WHAT TO WORK ON
Output each line of the data word for word, from the first through the line that holds "Some(value) if !value.is_empty()", and leave off whatever follows.

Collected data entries
++++++++

// procenv: process environment derivation and executable lookup
//
// SPDX-FileCopyrightText: 2026 Romeo Ahmed
// SPDX-License-Identifier: GPL-3.0-or-later

//! Windows executable lookup with `PATHEXT` matching.
//!
//! ```text
//! PATHEXT ".EXE;bat" --> [".exe", ".bat"]   (unset --> DEFAULT_PATHEXT)
//!
//! candidate "dir\prog":
//!   has extension? try "dir\prog" as-is
//!   then "dir\prog.exe", "dir\prog.bat", ...
//!   first existing non-directory wins
//!
//! bare "prog": working directory first ("prog.exe"), then each PATH dir
//! ```

use std::ffi::OsString;
use std::fs;
use std::io;
use std::path::{Path, PathBuf};

use super::ExecutableResolver;
use crate::core::env::path_list::PathList;
use crate::core::env::types::PathCase;
use crate::error::{LookPathCause, LookPathError};

/// Extensions tried when `PATHEXT` is unset.
pub const DEFAULT_PATHEXT: &[&str] = &[".com", ".exe", ".bat", ".cmd"];

const PATH_SEPARATORS: [char; 3] = [':', '\\', '/'];

/// Resolves names the way `cmd.exe` does.
#[derive(Debug, Clone, PartialEq, Eq)]
pub struct WindowsResolver {
    extensions: Vec<String>,
}

impl Default for WindowsResolver {
    fn default() -> Self {
        Self::from_pathext(None)
    }
}

impl WindowsResolver {
    /// Builds a resolver from a `PATHEXT` value.
    ///
    /// Entries are lower-cased and given a leading dot; empty entries are
    /// skipped. `None` or an empty value selects [`DEFAULT_PATHEXT`].
    #[must_use]
    pub fn from_pathext(pathext: Option<&str>) -> Self {
        let extensions = match pathext {
            Some(value) if !value.is_empty() => value
                .to_lowercase()
                .split(';')
                .filter(|e| !e.is_empty())
                .map(|e| {
                    if e.starts_with('.') {
                        e.to_string()
                    } else {
                        format!(".{e}")
                    }
                })
                .collect(),
            _ => DEFAULT_PATHEXT.iter().map(|e| (*e).to_string()).collect(),
        };
        Self { extensions }
    }

    /// Returns the extensions tried, in order.
    #[must_use]
    pub fn extensions(&self) -> &[String] {
        &self.extensions
    }

    fn find_executable(&self, path: &Path) -> Result<PathBuf, LookPathCause> {
        if self.extensions.is_empty() {
            return check_file(path).map(|()| path.to_path_buf());
        }
        if has_extension(&path.to_string_lossy()) && check_file(path).is_ok() {
            return Ok(path.to_path_buf());
        }
        self.extensions
            .iter()
            .map(|ext| with_extension(path, ext))
            .find(|candidate| check_file(candidate).is_ok())
            .ok_or_else(|| io::Error::from(io::ErrorKind::NotFound).into())
    }
}

/// Accepts anything that exists and is not a directory.
fn check_file(path: &Path) -> Result<(), LookPathCause> {
    if fs::metadata(path)?.is_dir() {
        Err(LookPathCause::PermissionDenied)
    } else {
        Ok(())
    }
}

/// True if the last path segment contains a dot.
fn has_extension(name: &str) -> bool {
    name.rfind('.').is_some_and(|dot| {
        name.rfind(PATH_SEPARATORS)
            .is_none_or(|separator| separator < dot)
    })
}

fn with_extension(path: &Path, ext: &str) -> PathBuf {
    let mut joined = OsString::from(path.as_os_str());
    joined.push(ext);
    PathBuf::from(joined)
}

impl ExecutableResolver for WindowsResolver {
    fn look_path(&self, name: &str, paths: &PathList) -> Result<PathBuf, LookPathError> {
        if name.contains(PATH_SEPARATORS) {
            return self
                .find_executable(Path::new(name))
                .map_err(|cause| LookPathError::new(name, cause));
        }

        // The working directory is searched first and matches come back
        // relative, e.g. `prog.exe`.
        if let Ok(found) = self.find_executable(Path::new(name)) {
            return Ok(found);
        }

        paths
            .iter()
            .find_map(|dir| self.find_executable(&Path::new(dir).join(name)).ok())
            .ok_or_else(|| LookPathError::not_found(name))
    }

    fn path_case(&self) -> PathCase {
        PathCase::Insensitive
    }
}
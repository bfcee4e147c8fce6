// procenv: process environment derivation and executable lookup
//
// SPDX-FileCopyrightText: 2026 Romeo Ahmed
// SPDX-License-Identifier: GPL-3.0-or-later

//! Integration tests for configuration loading.
//!
//! Tests the Config module with realistic TOML configurations.

use std::collections::HashMap;

use procenv::config::{Config, ENV_PREFIX};
use procenv::core::env::types::EnvMode;

// =============================================================================
// Loading from TOML strings
// =============================================================================

#[test]
fn config_parse_serializes_back() {
    let toml = r#"
[global]
log_level = 4

[env]
mode = "cleanup"
erase = ["LS_COLORS"]
set = ["LANG=C", "EDITOR=vi -n"]
"#;
    let config = Config::parse(toml).unwrap();
    insta::assert_snapshot!(serde_json::to_string_pretty(&config).unwrap(), @r#"
    {
      "global": {
        "log_level": 4,
        "log_file": null
      },
      "env": {
        "mode": "cleanup",
        "inherit_path": false,
        "bash_compatible": false,
        "erase": [
          "LS_COLORS"
        ],
        "set": [
          "LANG=C",
          "EDITOR=vi -n"
        ],
        "insert": [],
        "append": []
      }
    }
    "#);
}

#[test]
fn config_parse_rejects_unknown_section() {
    assert!(Config::parse("[paths]\nprefix = \"/build\"\n").is_err());
}

// =============================================================================
// Layering
// =============================================================================

#[test]
fn config_files_then_env_vars() {
    let dir = tempfile::tempdir().unwrap();
    let team = dir.path().join("team.toml");
    let user = dir.path().join("user.toml");
    std::fs::write(
        &team,
        "[env]\nmode = \"cleanup\"\ninsert = [\"PATH=/opt/team/bin\"]\n",
    )
    .unwrap();
    std::fs::write(&user, "[global]\nlog_level = 1\n").unwrap();

    let config = Config::builder()
        .add_toml_file(&team)
        .add_toml_file(&user)
        .with_env_prefix(ENV_PREFIX)
        .with_env_source(HashMap::from([(
            "PROCENV_ENV__BASH_COMPATIBLE".to_string(),
            "true".to_string(),
        )]))
        .build()
        .unwrap();

    assert_eq!(config.env.mode, EnvMode::Cleanup);
    assert_eq!(config.env.insert.len(), 1);
    assert_eq!(config.global.log_level.as_u8(), 1);
    assert!(config.env.bash_compatible);
}

#[test]
fn config_invalid_toml_is_error() {
    let dir = tempfile::tempdir().unwrap();
    let path = dir.path().join("broken.toml");
    std::fs::write(&path, "[env\nmode = ").unwrap();
    assert!(Config::from_file(&path).is_err());
}

#[test]
fn config_derive_applies_edits() {
    let config = Config::parse(
        r#"
[env]
mode = "cleanup"
erase = ["HOME"]
set = ["PROCENV_MARKER=1"]
insert = ["PATH=/opt/first"]
append = ["PATH=/opt/last"]
"#,
    )
    .unwrap();
    let store = config.env.derive().unwrap();

    assert!(store.lookup_env("HOME").is_none());
    assert_eq!(store.get_env("PROCENV_MARKER"), "1");
    assert_eq!(store.paths().iter().next(), Some("/opt/first"));
    assert_eq!(store.paths().iter().last(), Some("/opt/last"));
}
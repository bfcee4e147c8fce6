// procenv: process environment derivation and executable lookup
//
// SPDX-FileCopyrightText: 2026 Romeo Ahmed
// SPDX-License-Identifier: GPL-3.0-or-later

//! Environment derivation.
//!
//! # Architecture
//!
//! ```text
//! EnvStore (HashMap<String, String> + PathList)
//! Sources: EnvStore::inherit(), EnvStore::cleanup(), derive(EnvMode)
//! Ops: set/insert/append/erase/get/lookup/expand/environ
//! ```
//!
//! - **PATH kept apart**: stored as an ordered [`PathList`](path_list::PathList)
//! - **Snapshot**: the host environment is read once, at construction
//! - **Case-insensitive directories on Windows**

pub mod allowlist;
pub mod expand;
pub mod path_list;
pub mod store;
pub mod types;


use store::EnvStore;
use types::EnvMode;

/// Captures the current process environment in the given mode.
#[must_use]
pub fn derive(mode: EnvMode) -> EnvStore {
    match mode {
        EnvMode::Inherit => EnvStore::inherit(),
        EnvMode::Cleanup => EnvStore::cleanup(),
    }
}
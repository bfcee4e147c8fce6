// procenv: process environment derivation and executable lookup
//
// SPDX-FileCopyrightText: 2026 Romeo Ahmed
// SPDX-License-Identifier: GPL-3.0-or-later

//! Ordered list of executable search directories.

use super::types::{LIST_SEPARATOR, PathCase};

/// Ordered sequence of search directories.
///
/// Order is significant: resolvers scan front to back. An empty entry is kept
/// as-is and means "current directory" to the POSIX resolver.
#[derive(Debug, Clone, Default, PartialEq, Eq)]
pub struct PathList {
    dirs: Vec<String>,
    case: PathCase,
}

impl PathList {
    #[must_use]
    pub const fn new(case: PathCase) -> Self {
        Self {
            dirs: Vec::new(),
            case,
        }
    }

    /// Splits a `PATH`-style value, dropping repeated directories.
    ///
    /// An empty value yields an empty list, not a single empty entry.
    #[must_use]
    pub fn parse(value: &str, case: PathCase) -> Self {
        let mut list = Self::new(case);
        if !value.is_empty() {
            list.extend_unique(
                std::env::split_paths(value).map(|p| p.to_string_lossy().into_owned()),
            );
        }
        list
    }

    /// Builds a list from directories, dropping repeated ones.
    pub fn from_dirs<I, S>(dirs: I, case: PathCase) -> Self
    where
        I: IntoIterator<Item = S>,
        S: Into<String>,
    {
        let mut list = Self::new(case);
        list.extend_unique(dirs);
        list
    }

    /// Returns the equality rule used for [`contains`](Self::contains).
    #[must_use]
    pub const fn case(&self) -> PathCase {
        self.case
    }

    /// Checks whether `dir` is already present.
    #[must_use]
    pub fn contains(&self, dir: &str) -> bool {
        self.dirs.iter().any(|d| self.case.matches(d, dir))
    }

    /// Adds `dir` as the first entry.
    pub fn prepend(&mut self, dir: impl Into<String>) {
        self.dirs.insert(0, dir.into());
    }

    /// Adds `dir` as the last entry.
    pub fn push(&mut self, dir: impl Into<String>) {
        self.dirs.push(dir.into());
    }

    /// Adds `dir` as the last entry unless it is already present.
    ///
    /// Returns whether the entry was added.
    pub fn push_unique(&mut self, dir: impl Into<String>) -> bool {
        let dir = dir.into();
        if self.contains(&dir) {
            return false;
        }
        self.dirs.push(dir);
        true
    }

    /// Appends every directory not already present, keeping their order.
    pub fn extend_unique<I, S>(&mut self, dirs: I)
    where
        I: IntoIterator<Item = S>,
        S: Into<String>,
    {
        for dir in dirs {
            self.push_unique(dir);
        }
    }

    pub fn iter(&self) -> impl Iterator<Item = &str> {
        self.dirs.iter().map(String::as_str)
    }

    #[must_use]
    pub fn as_slice(&self) -> &[String] {
        &self.dirs
    }

    #[must_use]
    pub fn len(&self) -> usize {
        self.dirs.len()
    }

    #[must_use]
    pub fn is_empty(&self) -> bool {
        self.dirs.is_empty()
    }

    /// Joins the entries with the platform list separator.
    #[must_use]
    pub fn join(&self) -> String {
        let mut sep = [0; 4];
        self.dirs.join(&*LIST_SEPARATOR.encode_utf8(&mut sep))
    }
}
// procenv: process environment derivation and executable lookup
//
// SPDX-FileCopyrightText: 2026 Romeo Ahmed
// SPDX-License-Identifier: GPL-3.0-or-later

//! Core modules for environment derivation and process launching.
//!
//! ```text
//!              core
//!               |
//!     +---------+---------+
//!     |         |         |
//!     v         v         v
//!    env     resolve   process
//!     |         |         |
//!  EnvStore  Posix    CommandDescriptor
//!  PathList  Windows  run / cancel
//!  allowlist
//! ```

pub mod env;
pub mod process;
pub mod resolve;
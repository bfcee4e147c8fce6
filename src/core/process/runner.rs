// procenv: process environment derivation and executable lookup
//
// SPDX-FileCopyrightText: 2026 Romeo Ahmed
// SPDX-License-Identifier: GPL-3.0-or-later

//! Process execution.
//!
//! ```text
//! run()
//!   |
//!   v
//! to_command()
//! program, argv0, args, env_clear + block
//!   |
//!   v
//! spawn() --> wait()
//!   |   \
//!   |    token cancelled --> kill() --> interrupted
//!   v
//! ProcessOutput { exit_code, interrupted }
//! ```

use tokio::process::Command;
use tracing::{debug, trace};

use super::command::CommandDescriptor;
use crate::error::CommandError;

/// Outcome of a finished process.
#[derive(Debug, Clone, Copy, Default, PartialEq, Eq)]
pub struct ProcessOutput {
    exit_code: i32,
    interrupted: bool,
}

impl ProcessOutput {
    /// Outcome of a process that exited on its own.
    #[must_use]
    pub const fn exited(exit_code: i32) -> Self {
        Self {
            exit_code,
            interrupted: false,
        }
    }

    /// Outcome of a process killed through its cancellation token.
    #[must_use]
    pub const fn interrupted() -> Self {
        Self {
            exit_code: -1,
            interrupted: true,
        }
    }

    /// Returns the process exit code; `-1` if it was ended by a signal.
    #[must_use]
    pub const fn exit_code(&self) -> i32 {
        self.exit_code
    }

    /// Returns whether the process was killed through its cancellation token.
    #[must_use]
    pub const fn is_interrupted(&self) -> bool {
        self.interrupted
    }

    /// Returns true if the process exited with code 0.
    #[must_use]
    pub const fn success(&self) -> bool {
        self.exit_code == 0 && !self.interrupted
    }
}

/// Splits `KEY=VALUE`, allowing Windows' hidden `=C:=C:\dir` entries.
pub fn split_entry(entry: &str) -> Option<(&str, &str)> {
    let start = usize::from(entry.starts_with('='));
    let eq = start + entry[start..].find('=')?;
    Some((&entry[..eq], &entry[eq + 1..]))
}

impl CommandDescriptor {
    /// Builds a tokio command that runs with exactly this descriptor's
    /// environment block.
    #[must_use]
    pub fn to_command(&self) -> Command {
        let mut command = Command::new(self.program());
        #[cfg(unix)]
        command.arg0(self.argv0());
        command.args(self.args().iter().skip(1));
        command.env_clear();
        command.envs(self.env().iter().filter_map(|e| split_entry(e)));
        command.kill_on_drop(true);
        command
    }

    /// Spawns the process with inherited stdio and waits for it.
    ///
    /// If the descriptor carries a cancellation token and it fires first, the
    /// child is killed and the output is marked interrupted.
    ///
    /// # Errors
    ///
    /// Returns [`CommandError::SpawnFailed`] if the process cannot be started
    /// and [`CommandError::Wait`] if waiting for or killing it fails.
    pub async fn run(&self) -> Result<ProcessOutput, CommandError> {
        let cmd_line = self.command_line();
        debug!(cmd = %cmd_line, "exec");

        let mut child = self
            .to_command()
            .spawn()
            .map_err(|source| CommandError::SpawnFailed {
                command: cmd_line.clone(),
                source,
            })?;
        trace!(process = %self.argv0(), pid = ?child.id(), "spawned");

        let wait_error = |source: std::io::Error| CommandError::Wait {
            command: cmd_line.clone(),
            source,
        };

        let status = match self.cancellation() {
            Some(token) => {
                tokio::select! {
                    status = child.wait() => status.map_err(wait_error)?,
                    () = token.cancelled() => {
                        debug!(process = %self.argv0(), "cancelled, killing process");
                        child.kill().await.map_err(wait_error)?;
                        return Ok(ProcessOutput::interrupted());
                    }
                }
            }
            None => child.wait().await.map_err(wait_error)?,
        };

        let exit_code = status.code().unwrap_or(-1);
        trace!(process = %self.argv0(), exit_code, "completed");
        Ok(ProcessOutput::exited(exit_code))
    }
}
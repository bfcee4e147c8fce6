// procenv: process environment derivation and executable lookup
//
// SPDX-FileCopyrightText: 2026 Romeo Ahmed
// SPDX-License-Identifier: GPL-3.0-or-later

//! CLI module for procenv using clap derive.
//!
//! # Command Structure
//!
//! ```text
//! procenv [global options] <command>
//! env [--json]
//! which <name>
//! expand <template>
//! run <name> [args...]
//! options
//! configs
//! ```

pub mod global;

#[cfg(test)]
mod tests;

use crate::cli::global::GlobalOptions;
use clap::{Parser, Subcommand};

/// Process environment derivation and executable lookup.
#[derive(Debug, Parser)]
#[command(
    name = "procenv",
    author,
    version,
    about = "Derive child-process environments and resolve executables",
    long_about = "procenv Copyright (C) 2026 Romeo Ahmed\n\
                  This program comes with ABSOLUTELY NO WARRANTY\n\
                  This is free software, and you are welcome to redistribute it\n\
                  under certain conditions; see LICENSE for details.\n\n\
                  Builds the environment a child process would receive, either\n\
                  inherited from the current process or cleaned down to an\n\
                  allow-list, and resolves executables against its PATH.",
    after_help = "CONFIG FILES:\n\n\
                  Files given with --config are loaded in order, then procenv.toml\n\
                  from the current directory if present. PROCENV_<SECTION>__<KEY>\n\
                  environment variables override files, and command-line flags\n\
                  override everything."
)]
pub struct Cli {
    /// Global options shared by all commands
    #[command(flatten)]
    pub global: GlobalOptions,

    /// Command to execute
    #[command(subcommand)]
    pub command: Option<Command>,
}

/// Available commands.
#[derive(Debug, Subcommand)]
pub enum Command {
    /// Prints the derived environment block, `PATH` last.
    Env {
        /// Print a JSON object instead of `KEY=VALUE` lines.
        #[arg(long)]
        json: bool,
    },

    /// Resolves an executable against the derived `PATH`.
    Which {
        /// Executable name or path.
        name: String,
    },

    /// Expands `$VAR` and `${VAR}` references using the derived environment.
    Expand {
        /// Template to expand.
        template: String,
    },

    /// Runs a program with exactly the derived environment.
    Run {
        /// Executable name or path.
        name: String,

        /// Arguments passed to the program.
        #[arg(trailing_var_arg = true, allow_hyphen_values = true)]
        args: Vec<String>,
    },

    /// Lists all options and their effective values.
    Options,

    /// Lists the configuration files in load order.
    Configs,
}

/// Parses command-line arguments.
#[must_use]
pub fn parse() -> Cli {
    Cli::parse()
}
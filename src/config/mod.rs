// procenv: process environment derivation and executable lookup
//
// SPDX-FileCopyrightText: 2026 Romeo Ahmed
// SPDX-License-Identifier: GPL-3.0-or-later

//! Configuration management for procenv.
//!
//! # Configuration Hierarchy
//!
//! ```text
//! Priority (low → high)
//! 1. defaults
//! 2. --config files, in order
//! 3. procenv.toml (cwd, optional)
//! 4. PROCENV_* env vars
//! 5. CLI overrides
//! ```
//!
//! # Environment Variable Mapping
//!
//! ```text
//! PROCENV_GLOBAL__LOG_LEVEL=4      → global.log_level = 4
//! PROCENV_ENV__MODE=cleanup        → env.mode = "cleanup"
//! PROCENV_ENV__INHERIT_PATH=true   → env.inherit_path = true
//! ```
//!
//! # Example
//!
//! ```toml
//! [env]
//! mode = "cleanup"
//! erase = ["LS_COLORS"]
//! set = ["LANG=C"]
//! insert = ["PATH=/opt/tool/bin"]
//! append = ["PKG_CONFIG_PATH=/opt/tool/lib/pkgconfig"]
//! ```

pub mod loader;
pub mod types;


use serde::{Deserialize, Serialize};
use std::collections::BTreeMap;
use std::path::Path;

use crate::error::{ConfigError, Result};

use loader::ConfigLoader;
use types::{Assignment, EnvConfig, GlobalConfig};

/// Name of the optional configuration file picked up from the working directory.
pub const LOCAL_CONFIG_FILE: &str = "procenv.toml";

/// Prefix of environment variables that override configuration values.
pub const ENV_PREFIX: &str = "PROCENV";

/// Complete application configuration.
#[derive(Debug, Clone, Default, Serialize, Deserialize)]
#[serde(default, deny_unknown_fields)]
pub struct Config {
    /// Global options.
    pub global: GlobalConfig,
    /// Environment derivation.
    pub env: EnvConfig,
}

impl Config {
    /// Create a new configuration builder.
    ///
    /// # Example
    ///
    /// ```no_run
    /// use procenv::config::Config;
    ///
    /// let config = Config::builder()
    ///     .add_toml_file("ci/procenv.toml")
    ///     .add_toml_file_optional("procenv.toml")
    ///     .with_env_prefix("PROCENV")
    ///     .build()?;
    /// # Ok::<(), anyhow::Error>(())
    /// ```
    #[must_use]
    pub fn builder() -> ConfigLoader {
        ConfigLoader::new()
    }

    /// Load configuration from a single TOML file.
    ///
    /// # Errors
    ///
    /// Returns an error if the file cannot be read, contains invalid TOML, or
    /// does not match the `Config` structure.
    pub fn from_file<P: AsRef<Path>>(path: P) -> Result<Self> {
        Self::builder().add_toml_file(path).build()
    }

    /// Load configuration from a TOML string.
    ///
    /// # Errors
    ///
    /// Returns an error if the content is not valid TOML or does not match the
    /// `Config` structure.
    pub fn parse(content: &str) -> Result<Self> {
        Self::builder().add_toml_str(content).build()
    }

    /// Checks values that deserialization alone cannot reject.
    ///
    /// # Errors
    ///
    /// Returns [`ConfigError::InvalidValue`] for an empty `env.erase` entry.
    pub fn validate(&self) -> std::result::Result<(), ConfigError> {
        if self.env.erase.iter().any(String::is_empty) {
            return Err(ConfigError::InvalidValue {
                section: "env".to_string(),
                key: "erase".to_string(),
                message: "variable names cannot be empty".to_string(),
            });
        }
        Ok(())
    }

    /// Format configuration options for display, one `key = value` per line.
    ///
    /// Output is deterministically ordered using `BTreeMap`.
    #[must_use]
    pub fn format_options(&self) -> Vec<String> {
        let join = |list: &[Assignment]| {
            list.iter()
                .map(ToString::to_string)
                .collect::<Vec<_>>()
                .join(", ")
        };

        let mut options = BTreeMap::new();
        options.insert(
            "global.log_level",
            self.global.log_level.as_u8().to_string(),
        );
        options.insert(
            "global.log_file",
            self.global
                .log_file
                .as_ref()
                .map_or_else(String::new, |p| p.display().to_string()),
        );
        options.insert("env.mode", self.env.mode.to_string());
        options.insert("env.inherit_path", self.env.inherit_path.to_string());
        options.insert(
            "env.bash_compatible",
            self.env.bash_compatible.to_string(),
        );
        options.insert("env.erase", self.env.erase.join(", "));
        options.insert("env.set", join(&self.env.set));
        options.insert("env.insert", join(&self.env.insert));
        options.insert("env.append", join(&self.env.append));

        let max_key_len = options.keys().map(|k| k.len()).max().unwrap_or(0);

        options
            .into_iter()
            .map(|(key, value)| format!("{key:<max_key_len$} = {value}"))
            .collect()
    }
}
// procenv: process environment derivation and executable lookup
//
// SPDX-FileCopyrightText: 2026 Romeo Ahmed
// SPDX-License-Identifier: GPL-3.0-or-later

//! Command construction and spawning.
//!
//! ```text
//! EnvStore::new_command("git", ["status"])            (never fails)
//! EnvStore::new_command_context(token, "git", [..])   (fails if unresolved)
//!       --> CommandDescriptor { program, argv (argv0 = "git"), env block }
//!       --> to_command() / run()
//!           tokio::process::Command, env cleared + block
//!           token cancelled --> kill child
//!       --> ProcessOutput { exit_code, interrupted }
//! ```

pub mod command;
mod runner;
#[cfg(test)]
mod tests;

pub use command::CommandDescriptor;
pub use runner::{ProcessOutput, split_entry};
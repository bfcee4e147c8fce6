// procenv: process environment derivation and executable lookup
//
// SPDX-FileCopyrightText: 2026 Romeo Ahmed
// SPDX-License-Identifier: GPL-3.0-or-later

//! POSIX executable lookup.

use std::fs::{self, Metadata};
use std::path::{Path, PathBuf};

use tracing::trace;

use super::ExecutableResolver;
use crate::core::env::path_list::PathList;
use crate::core::env::types::PathCase;
use crate::error::{LookPathCause, LookPathError};

/// Resolves names the way POSIX shells do.
///
/// Any name containing `/` bypasses the search, even `dir/tool`; an empty
/// search entry stands for the current directory.
#[derive(Debug, Clone, Copy, Default, PartialEq, Eq)]
pub struct PosixResolver;

#[cfg(unix)]
fn is_executable(meta: &Metadata) -> bool {
    use std::os::unix::fs::PermissionsExt;
    meta.permissions().mode() & 0o111 != 0
}

#[cfg(not(unix))]
fn is_executable(meta: &Metadata) -> bool {
    meta.is_file()
}

/// Accepts regular files with at least one execute bit.
fn check_executable(path: &Path) -> Result<(), LookPathCause> {
    let meta = fs::metadata(path)?;
    if meta.is_file() && is_executable(&meta) {
        Ok(())
    } else {
        Err(LookPathCause::PermissionDenied)
    }
}

impl ExecutableResolver for PosixResolver {
    fn look_path(&self, name: &str, paths: &PathList) -> Result<PathBuf, LookPathError> {
        if name.contains('/') {
            return check_executable(Path::new(name))
                .map(|()| PathBuf::from(name))
                .map_err(|cause| LookPathError::new(name, cause));
        }

        for dir in paths.iter() {
            let dir = if dir.is_empty() { "." } else { dir };
            let candidate = Path::new(dir).join(name);
            match check_executable(&candidate) {
                Ok(()) => return Ok(candidate),
                Err(cause) => trace!(candidate = %candidate.display(), %cause, "skipped"),
            }
        }

        Err(LookPathError::not_found(name))
    }

    fn path_case(&self) -> PathCase {
        PathCase::Sensitive
    }
}
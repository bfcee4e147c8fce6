// procenv: process environment derivation and executable lookup
//
// SPDX-FileCopyrightText: 2026 Romeo Ahmed
// SPDX-License-Identifier: GPL-3.0-or-later

//! The `run` command: spawn a program with the derived environment.
//!
//! ```text
//! resolve (hard fail) --> spawn --> wait
//!                           ^
//!              Ctrl-C --> token.cancel() --> kill
//! ```

use tokio_util::sync::CancellationToken;
use tracing::{info, warn};

use crate::core::env::store::EnvStore;
use crate::core::process::ProcessOutput;
use crate::error::{ProcenvResult, Result};

/// Exit status reported when the child was killed on interrupt.
pub const INTERRUPTED_EXIT_CODE: u8 = 130;

/// Runs `name` under `token`, resolving it first.
///
/// # Errors
///
/// Returns a command error if `name` cannot be resolved, spawned or waited on.
pub async fn run_program(
    store: &EnvStore,
    token: CancellationToken,
    name: &str,
    args: &[String],
) -> ProcenvResult<ProcessOutput> {
    let cmd = store.new_command_context(token, name, args.iter().cloned())?;
    Ok(cmd.run().await?)
}

/// Maps a child outcome onto this process's exit status.
///
/// Codes outside `0..=255` (signals, large Windows codes) become 1.
#[must_use]
pub fn exit_status(output: ProcessOutput) -> u8 {
    if output.is_interrupted() {
        INTERRUPTED_EXIT_CODE
    } else {
        u8::try_from(output.exit_code()).unwrap_or(1)
    }
}

/// Runs a program, cancelling it on Ctrl-C, and returns its exit status.
///
/// # Errors
///
/// Returns an error if the program cannot be resolved, spawned or waited on.
pub async fn run_run_command(store: &EnvStore, name: &str, args: &[String]) -> Result<u8> {
    let token = CancellationToken::new();
    let interrupt = tokio::spawn({
        let token = token.clone();
        async move {
            if tokio::signal::ctrl_c().await.is_ok() {
                info!("interrupt received");
                token.cancel();
            }
        }
    });

    let output = run_program(store, token, name, args).await;
    interrupt.abort();

    let output = output?;
    if output.is_interrupted() {
        warn!(exe = name, "process interrupted");
    }
    Ok(exit_status(output))
}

++++++++

EXPECTED OUTPUT
// procenv: process environment derivation and executable lookup
//
// SPDX-FileCopyrightText: 2026 Romeo Ahmed
// SPDX-License-Identifier: GPL-3.0-or-later

//! Windows executable lookup with `PATHEXT` matching.
//!
//! ```text
//! PATHEXT ".EXE;bat" --> [".exe", ".bat"]   (unset --> DEFAULT_PATHEXT)
//!
//! candidate "dir\prog":
//!   has extension? try "dir\prog" as-is
//!   then "dir\prog.exe", "dir\prog.bat", ...
//!   first existing non-directory wins
//!
//! bare "prog": working directory first ("prog.exe"), then each PATH dir
//! ```

use std::ffi::OsString;
use std::fs;
use std::io;
use std::path::{Path, PathBuf};

use super::ExecutableResolver;
use crate::core::env::path_list::PathList;
use crate::core::env::types::PathCase;
use crate::error::{LookPathCause, LookPathError};

/// Extensions tried when `PATHEXT` is unset.
pub const DEFAULT_PATHEXT: &[&str] = &[".com", ".exe", ".bat", ".cmd"];

const PATH_SEPARATORS: [char; 3] = [':', '\\', '/'];

/// Resolves names the way `cmd.exe` does.
#[derive(Debug, Clone, PartialEq, Eq)]
pub struct WindowsResolver {
    extensions: Vec<String>,
}

impl Default for WindowsResolver {
    fn default() -> Self {
        Self::from_pathext(None)
    }
}

impl WindowsResolver {
    /// Builds a resolver from a `PATHEXT` value.
    ///
    /// Entries are lower-cased and given a leading dot; empty entries are
    /// skipped. `None` or an empty value selects [`DEFAULT_PATHEXT`].
    #[must_use]
    pub fn from_pathext(pathext: Option<&str>) -> Self {
        let extensions = match pathext {
            Some(value) if !value.is_empty() => value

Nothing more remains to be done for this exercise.